A state $S_t$ is Markov if and only if $P(S_{t+1}|S_{t})=P(S_{t+1}|S_{1}, S_{2}, ..., S_{t}).$

For the transition probability matrix, the entry $P_{ss'}$ is defined as the proability that state $s$ will jump to state $s'$. Thus $P_{ss'}=P(S_{t+1}|S_{t})$.

Below is the old version for MP. Please see $\textbf{mp.py}$ for updated code design with typeVar. Please notice that MRP is coded based on the data structure of MP. 


In [None]:

import numpy as np
from typing import Mapping, Set, Generic, Sequence
from utils.generic_typevars import S

# Markov Process Representation
class MP:
    # Initialization of MP
    # Input: state: set, 
    #        transition probability matrix: dictionary of dictionary of float
    def __init__(self,transition: Mapping[S, Mapping[S, float]]) -> None:
        self.transition = transition
        self.states = self.get_states()
        self.transition_matrix = self.set_transition(self.transitions)
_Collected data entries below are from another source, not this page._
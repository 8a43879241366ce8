//! Shell exit code conventions.

use std::borrow::Cow;

pub const SUCCESS: i32 = 0;
pub const GENERAL_ERROR: i32 = 1;
pub const BUILTIN_MISUSE: i32 = 2;
pub const CANNOT_EXECUTE: i32 = 126;
pub const COMMAND_NOT_FOUND: i32 = 127;
pub const INVALID_EXIT_ARGUMENT: i32 = 128;
pub const CTRL_C: i32 = 130;
pub const OUT_OF_RANGE: i32 = 255;

/// Highest signal number reported as `128 + n`.
const MAX_SIGNAL: i32 = 64;

/// Human-readable description of an exit code.
pub fn describe(code: i32) -> Cow<'static, str> {
    match code {
        SUCCESS => Cow::Borrowed("Success"),
        GENERAL_ERROR => Cow::Borrowed("General error"),
        BUILTIN_MISUSE => Cow::Borrowed("Misuse of shell builtins"),
        CANNOT_EXECUTE => Cow::Borrowed("Command invoked cannot execute"),
        COMMAND_NOT_FOUND => Cow::Borrowed("Command not found"),
        INVALID_EXIT_ARGUMENT => Cow::Borrowed("Invalid argument to exit"),
        CTRL_C => Cow::Borrowed("Script terminated by Control-C"),
        OUT_OF_RANGE => Cow::Borrowed("Exit status out of range"),
        c if c > INVALID_EXIT_ARGUMENT && c <= INVALID_EXIT_ARGUMENT + MAX_SIGNAL => {
            Cow::Owned(format!("Fatal error signal {}", c - INVALID_EXIT_ARGUMENT))
        }
        _ => Cow::Borrowed("Unknown error"),
    }
}

#[cfg(test)]
mod tests {
    use super::*;

    #[test]
    fn test_known_codes() {
        assert_eq!(describe(SUCCESS), "Success");
        assert_eq!(describe(GENERAL_ERROR), "General error");
        assert_eq!(describe(COMMAND_NOT_FOUND), "Command not found");
        assert_eq!(describe(CANNOT_EXECUTE), "Command invoked cannot execute");
        assert_eq!(describe(CTRL_C), "Script terminated by Control-C");
    }

    #[test]
    fn test_signal_codes() {
        assert_eq!(describe(128 + 9), "Fatal error signal 9");
        assert_eq!(describe(128 + 15), "Fatal error signal 15");
    }

    #[test]
    fn test_unknown_codes() {
        assert_eq!(describe(3), "Unknown error");
        assert_eq!(describe(-1), "Unknown error");
    }
}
    # Set transition probability: P[s][s'] = P[S_t+1 = s'| S_t = s]
    def set_transition(self, s, s_prime, p_ss_prime)
        assert(s in state and s_prime in state), 'Wrong states'
        self.transition[s][s_prime]=p_ss_prime              
            
    # Get transition probability
    def get_transition(self, s, s_prime):
        assert(s in state and s_prime in state), 'Wrong states'
        return self.transition[s][s_prime]
    
    # Check the validity of transition probability 
    # The row sum of transition matrix should be 1
    def validation(self):  
        for s in state:
            p_s=0.0
            for s_prime in state:
                p_s = p_s + self.transition[s][s_prime]
            assert(p_s==1), 'Invalid transition probability matrix'

$\textbf{2. Markov Reward Process}$

$\textbf{Markov Reward process}$ is a Markobv chain with values, where it has a finite set of states $S$, a state transition probability matrix, a reward function $R$ and a discount factor $\gamma$.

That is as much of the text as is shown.